**Assignment:**
Copy out exactly the lines from the first line of the material below through the line containing "pub const STOPPED_PLACEHOLDER: &str", and nothing beyond them.
· · · · ·
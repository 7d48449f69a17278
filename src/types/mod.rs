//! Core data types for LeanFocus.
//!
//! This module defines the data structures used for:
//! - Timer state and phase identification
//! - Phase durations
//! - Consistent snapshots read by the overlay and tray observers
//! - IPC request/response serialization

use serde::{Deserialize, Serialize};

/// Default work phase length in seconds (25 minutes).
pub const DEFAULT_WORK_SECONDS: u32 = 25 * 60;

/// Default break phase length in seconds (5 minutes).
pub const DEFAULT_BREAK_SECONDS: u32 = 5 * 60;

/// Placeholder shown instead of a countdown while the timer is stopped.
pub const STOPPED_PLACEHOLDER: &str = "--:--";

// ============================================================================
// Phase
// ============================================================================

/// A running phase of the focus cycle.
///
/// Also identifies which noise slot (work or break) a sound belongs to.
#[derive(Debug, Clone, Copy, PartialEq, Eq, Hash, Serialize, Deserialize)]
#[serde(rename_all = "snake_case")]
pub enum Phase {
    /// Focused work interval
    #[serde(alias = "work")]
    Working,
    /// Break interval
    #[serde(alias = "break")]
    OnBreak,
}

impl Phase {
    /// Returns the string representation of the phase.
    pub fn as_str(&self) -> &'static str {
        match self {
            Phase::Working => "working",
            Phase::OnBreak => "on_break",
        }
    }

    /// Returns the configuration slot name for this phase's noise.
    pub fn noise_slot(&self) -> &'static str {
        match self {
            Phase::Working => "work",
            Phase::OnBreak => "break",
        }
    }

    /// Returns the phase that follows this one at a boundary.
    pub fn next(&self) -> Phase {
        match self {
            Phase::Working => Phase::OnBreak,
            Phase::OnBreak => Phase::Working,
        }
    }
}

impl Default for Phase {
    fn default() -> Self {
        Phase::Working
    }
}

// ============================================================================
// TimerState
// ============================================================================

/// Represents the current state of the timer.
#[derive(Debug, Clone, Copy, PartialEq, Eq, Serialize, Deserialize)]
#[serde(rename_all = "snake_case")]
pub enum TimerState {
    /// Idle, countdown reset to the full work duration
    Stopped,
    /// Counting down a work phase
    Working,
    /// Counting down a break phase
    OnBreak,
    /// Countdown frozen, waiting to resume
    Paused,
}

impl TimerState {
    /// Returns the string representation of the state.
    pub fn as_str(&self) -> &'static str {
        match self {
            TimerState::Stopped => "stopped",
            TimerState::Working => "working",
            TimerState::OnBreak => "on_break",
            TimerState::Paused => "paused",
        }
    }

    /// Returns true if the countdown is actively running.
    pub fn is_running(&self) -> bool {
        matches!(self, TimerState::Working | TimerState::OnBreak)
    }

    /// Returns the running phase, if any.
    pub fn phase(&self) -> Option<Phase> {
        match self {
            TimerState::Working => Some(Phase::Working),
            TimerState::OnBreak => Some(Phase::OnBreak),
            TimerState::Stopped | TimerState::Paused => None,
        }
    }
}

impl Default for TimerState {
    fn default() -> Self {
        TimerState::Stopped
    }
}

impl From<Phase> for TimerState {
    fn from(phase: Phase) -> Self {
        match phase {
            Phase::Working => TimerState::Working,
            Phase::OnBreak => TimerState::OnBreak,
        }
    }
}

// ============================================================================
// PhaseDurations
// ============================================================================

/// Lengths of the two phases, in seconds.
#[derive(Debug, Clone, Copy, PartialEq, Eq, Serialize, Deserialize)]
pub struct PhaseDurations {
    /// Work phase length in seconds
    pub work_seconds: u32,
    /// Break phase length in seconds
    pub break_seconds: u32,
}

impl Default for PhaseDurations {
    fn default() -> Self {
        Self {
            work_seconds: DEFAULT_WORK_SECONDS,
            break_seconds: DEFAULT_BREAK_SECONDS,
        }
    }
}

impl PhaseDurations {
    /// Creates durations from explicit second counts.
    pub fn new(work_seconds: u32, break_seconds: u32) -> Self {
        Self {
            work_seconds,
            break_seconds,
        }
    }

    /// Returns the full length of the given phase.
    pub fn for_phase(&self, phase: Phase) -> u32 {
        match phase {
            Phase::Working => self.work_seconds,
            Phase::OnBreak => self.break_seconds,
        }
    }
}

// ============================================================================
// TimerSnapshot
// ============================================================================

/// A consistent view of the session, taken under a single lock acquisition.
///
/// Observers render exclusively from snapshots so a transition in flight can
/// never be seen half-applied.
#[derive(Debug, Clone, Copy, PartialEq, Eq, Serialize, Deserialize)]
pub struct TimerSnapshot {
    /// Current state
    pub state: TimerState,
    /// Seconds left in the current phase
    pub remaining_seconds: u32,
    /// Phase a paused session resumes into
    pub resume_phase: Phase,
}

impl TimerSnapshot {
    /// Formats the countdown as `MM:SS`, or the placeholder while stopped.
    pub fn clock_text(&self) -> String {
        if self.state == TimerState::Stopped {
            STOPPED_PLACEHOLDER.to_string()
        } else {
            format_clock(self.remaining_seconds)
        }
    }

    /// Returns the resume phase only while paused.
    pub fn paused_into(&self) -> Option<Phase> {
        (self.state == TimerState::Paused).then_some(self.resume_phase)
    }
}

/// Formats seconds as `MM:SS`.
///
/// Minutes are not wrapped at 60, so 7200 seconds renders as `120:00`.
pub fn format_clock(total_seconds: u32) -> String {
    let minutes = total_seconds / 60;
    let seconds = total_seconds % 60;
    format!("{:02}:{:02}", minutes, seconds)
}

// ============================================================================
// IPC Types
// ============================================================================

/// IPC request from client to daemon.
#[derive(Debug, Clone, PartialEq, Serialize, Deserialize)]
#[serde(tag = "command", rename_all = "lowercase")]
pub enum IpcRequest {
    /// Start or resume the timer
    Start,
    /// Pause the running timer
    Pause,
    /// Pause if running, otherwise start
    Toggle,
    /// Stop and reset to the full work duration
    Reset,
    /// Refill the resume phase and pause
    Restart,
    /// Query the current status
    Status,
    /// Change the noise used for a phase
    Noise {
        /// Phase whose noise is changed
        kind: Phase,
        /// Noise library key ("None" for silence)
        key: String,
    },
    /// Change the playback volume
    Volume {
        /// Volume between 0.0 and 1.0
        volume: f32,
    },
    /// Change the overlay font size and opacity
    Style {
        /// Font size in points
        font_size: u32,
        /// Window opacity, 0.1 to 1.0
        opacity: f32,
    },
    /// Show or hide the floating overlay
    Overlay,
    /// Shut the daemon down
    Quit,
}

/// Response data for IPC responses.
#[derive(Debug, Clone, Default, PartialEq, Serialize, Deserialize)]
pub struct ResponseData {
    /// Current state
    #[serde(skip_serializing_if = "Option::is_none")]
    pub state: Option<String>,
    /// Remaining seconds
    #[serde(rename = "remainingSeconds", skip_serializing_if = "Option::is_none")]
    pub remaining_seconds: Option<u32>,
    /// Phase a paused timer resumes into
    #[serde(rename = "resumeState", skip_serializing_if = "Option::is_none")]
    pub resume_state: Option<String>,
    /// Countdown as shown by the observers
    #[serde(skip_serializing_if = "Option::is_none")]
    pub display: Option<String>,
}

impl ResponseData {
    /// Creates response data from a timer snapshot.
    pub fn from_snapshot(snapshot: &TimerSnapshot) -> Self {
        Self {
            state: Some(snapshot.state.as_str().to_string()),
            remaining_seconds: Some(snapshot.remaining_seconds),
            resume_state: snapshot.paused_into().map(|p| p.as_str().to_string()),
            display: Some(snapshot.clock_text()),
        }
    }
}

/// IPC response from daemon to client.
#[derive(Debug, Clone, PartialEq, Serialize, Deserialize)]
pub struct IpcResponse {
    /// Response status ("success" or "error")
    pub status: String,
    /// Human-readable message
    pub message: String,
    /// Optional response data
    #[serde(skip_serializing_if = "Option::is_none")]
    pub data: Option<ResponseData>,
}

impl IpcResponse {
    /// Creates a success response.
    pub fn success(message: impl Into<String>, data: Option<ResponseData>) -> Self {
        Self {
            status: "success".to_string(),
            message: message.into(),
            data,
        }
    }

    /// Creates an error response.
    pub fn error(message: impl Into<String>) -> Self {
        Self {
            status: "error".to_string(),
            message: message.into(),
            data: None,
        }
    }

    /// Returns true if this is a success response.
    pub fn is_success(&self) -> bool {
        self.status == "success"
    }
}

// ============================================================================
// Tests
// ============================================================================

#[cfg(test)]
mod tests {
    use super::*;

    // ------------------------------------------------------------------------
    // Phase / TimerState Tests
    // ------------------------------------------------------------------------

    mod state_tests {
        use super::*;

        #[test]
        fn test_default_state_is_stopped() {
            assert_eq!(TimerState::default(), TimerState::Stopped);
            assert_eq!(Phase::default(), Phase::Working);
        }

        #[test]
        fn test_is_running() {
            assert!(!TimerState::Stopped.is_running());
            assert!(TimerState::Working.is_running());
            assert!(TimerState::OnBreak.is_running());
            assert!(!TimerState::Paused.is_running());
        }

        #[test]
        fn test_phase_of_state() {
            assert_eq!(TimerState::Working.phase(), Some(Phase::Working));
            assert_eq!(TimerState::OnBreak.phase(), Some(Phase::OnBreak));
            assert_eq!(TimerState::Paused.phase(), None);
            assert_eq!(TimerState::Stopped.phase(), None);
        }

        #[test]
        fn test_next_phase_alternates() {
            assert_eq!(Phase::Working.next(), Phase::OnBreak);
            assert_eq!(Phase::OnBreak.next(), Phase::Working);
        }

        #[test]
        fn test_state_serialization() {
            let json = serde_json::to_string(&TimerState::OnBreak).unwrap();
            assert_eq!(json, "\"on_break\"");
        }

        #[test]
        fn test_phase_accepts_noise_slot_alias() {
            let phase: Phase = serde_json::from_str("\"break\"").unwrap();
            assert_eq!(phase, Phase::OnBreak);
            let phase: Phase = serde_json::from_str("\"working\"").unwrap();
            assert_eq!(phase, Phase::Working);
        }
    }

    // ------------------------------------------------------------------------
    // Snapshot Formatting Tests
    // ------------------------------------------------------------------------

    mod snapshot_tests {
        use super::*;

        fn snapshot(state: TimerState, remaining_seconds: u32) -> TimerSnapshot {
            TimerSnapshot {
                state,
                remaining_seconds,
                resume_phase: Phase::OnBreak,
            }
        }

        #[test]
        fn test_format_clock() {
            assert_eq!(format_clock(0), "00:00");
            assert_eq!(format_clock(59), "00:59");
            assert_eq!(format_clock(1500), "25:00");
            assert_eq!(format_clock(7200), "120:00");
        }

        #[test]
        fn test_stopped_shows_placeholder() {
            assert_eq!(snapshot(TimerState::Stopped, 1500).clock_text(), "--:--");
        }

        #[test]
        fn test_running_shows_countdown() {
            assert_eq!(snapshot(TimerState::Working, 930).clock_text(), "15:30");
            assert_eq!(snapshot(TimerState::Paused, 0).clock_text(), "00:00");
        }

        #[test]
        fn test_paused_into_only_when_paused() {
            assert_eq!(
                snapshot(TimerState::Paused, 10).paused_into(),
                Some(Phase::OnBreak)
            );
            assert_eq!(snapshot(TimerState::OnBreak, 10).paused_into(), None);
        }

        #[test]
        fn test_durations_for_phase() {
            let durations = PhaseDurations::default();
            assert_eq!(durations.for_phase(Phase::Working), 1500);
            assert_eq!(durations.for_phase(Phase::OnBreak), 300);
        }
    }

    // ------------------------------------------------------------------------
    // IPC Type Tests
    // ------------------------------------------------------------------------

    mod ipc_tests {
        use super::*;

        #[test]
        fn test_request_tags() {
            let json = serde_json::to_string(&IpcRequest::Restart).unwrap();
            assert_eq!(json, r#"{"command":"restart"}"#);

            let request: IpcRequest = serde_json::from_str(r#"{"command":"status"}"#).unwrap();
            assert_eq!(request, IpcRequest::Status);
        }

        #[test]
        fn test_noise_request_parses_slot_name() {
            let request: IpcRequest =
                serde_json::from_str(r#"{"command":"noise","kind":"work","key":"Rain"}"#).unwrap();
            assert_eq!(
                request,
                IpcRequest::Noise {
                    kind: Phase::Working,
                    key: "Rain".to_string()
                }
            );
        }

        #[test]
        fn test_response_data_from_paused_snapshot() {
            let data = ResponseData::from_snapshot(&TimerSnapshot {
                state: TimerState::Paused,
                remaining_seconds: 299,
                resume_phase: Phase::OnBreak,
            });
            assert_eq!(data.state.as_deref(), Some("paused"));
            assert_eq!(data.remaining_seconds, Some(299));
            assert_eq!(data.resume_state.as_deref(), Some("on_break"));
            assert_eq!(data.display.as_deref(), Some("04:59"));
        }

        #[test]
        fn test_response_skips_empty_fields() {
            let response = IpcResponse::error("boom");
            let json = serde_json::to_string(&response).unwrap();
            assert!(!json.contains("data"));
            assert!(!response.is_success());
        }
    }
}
· · · · ·
**Response to this task:**
repository 7d48449f69a17278
filename src/types/mod.rs
//! Core data types for LeanFocus.
//!
//! This module defines the data structures used for:
//! - Timer state and phase identification
//! - Phase durations
//! - Consistent snapshots read by the overlay and tray observers
//! - IPC request/response serialization

use serde::{Deserialize, Serialize};

/// Default work phase length in seconds (25 minutes).
pub const DEFAULT_WORK_SECONDS: u32 = 25 * 60;

/// Default break phase length in seconds (5 minutes).
pub const DEFAULT_BREAK_SECONDS: u32 = 5 * 60;

/// Placeholder shown instead of a countdown while the timer is stopped.
pub const STOPPED_PLACEHOLDER: &str = "--:--";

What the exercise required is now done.